▽

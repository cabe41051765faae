//! Semantic analyzers.
//!
//! Two analyzer families, composed as statically ordered lists:
//!
//! - [`document`]: per-document structural rules. No graph or
//!   specification access; safe to fan out with one task per document.
//! - [`spec`]: cross-document rules over the dependency graph and the
//!   specification-wide name indices; some require dependency-first
//!   order.
//!
//! [`BatchSpecificationAnalyzer`] runs both families in a fixed,
//! non-short-circuiting order.

mod batch;
pub mod collaborators;
pub mod document;
pub mod spec;

pub use batch::BatchSpecificationAnalyzer;
pub use collaborators::{
    AssumeExisting, BracketQueryParser, ConnectionChecker, FileChecker, FsFileChecker,
    NoopConnectionChecker, QueryParser,
};
use std::path::{Path, PathBuf};

use tracing::trace;
use walkdir::WalkDir;

use crate::ast::Document;
use crate::report::ProblemMapper;

use super::CompileError;

/// File extension of Litmus documents.
pub const SOURCE_EXTENSION: &str = "litmus";

/// Finds the source files of a compilation.
pub trait SourceSearcher {
    fn search(&self, dir: &Path) -> Result<Vec<PathBuf>, CompileError>;
}

/// Parses one source file into a document.
pub trait DocumentParser {
    fn parse(&self, path: &Path) -> Result<Document, CompileError>;
}

/// Receives the collected diagnostics at the end of a pass.
pub trait CompileListener {
    fn on_problems(&mut self, problems: &ProblemMapper);
}

/// Recursive directory search for `.litmus` files, in sorted order so a
/// compilation is deterministic across platforms.
pub struct DirSearcher;

impl SourceSearcher for DirSearcher {
    fn search(&self, dir: &Path) -> Result<Vec<PathBuf>, CompileError> {
        if !dir.is_dir() {
            return Err(CompileError::SourceDirNotFound(dir.to_path_buf()));
        }
        let mut paths = Vec::new();
        for entry in WalkDir::new(dir) {
            let entry = entry.map_err(|e| {
                CompileError::Io(e.into_io_error().unwrap_or_else(|| {
                    std::io::Error::other("walkdir loop detected")
                }))
            })?;
            let path = entry.path();
            if entry.file_type().is_file()
                && path.extension().and_then(|e| e.to_str()) == Some(SOURCE_EXTENSION)
            {
                paths.push(path.to_path_buf());
            }
        }
        paths.sort();
        trace!("found {} source files under {}", paths.len(), dir.display());
        Ok(paths)
    }
}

△

■ Assignment: Look through the data above for lines holding the word "compilation". State how many there are and nothing else.

■ Result of this task: 2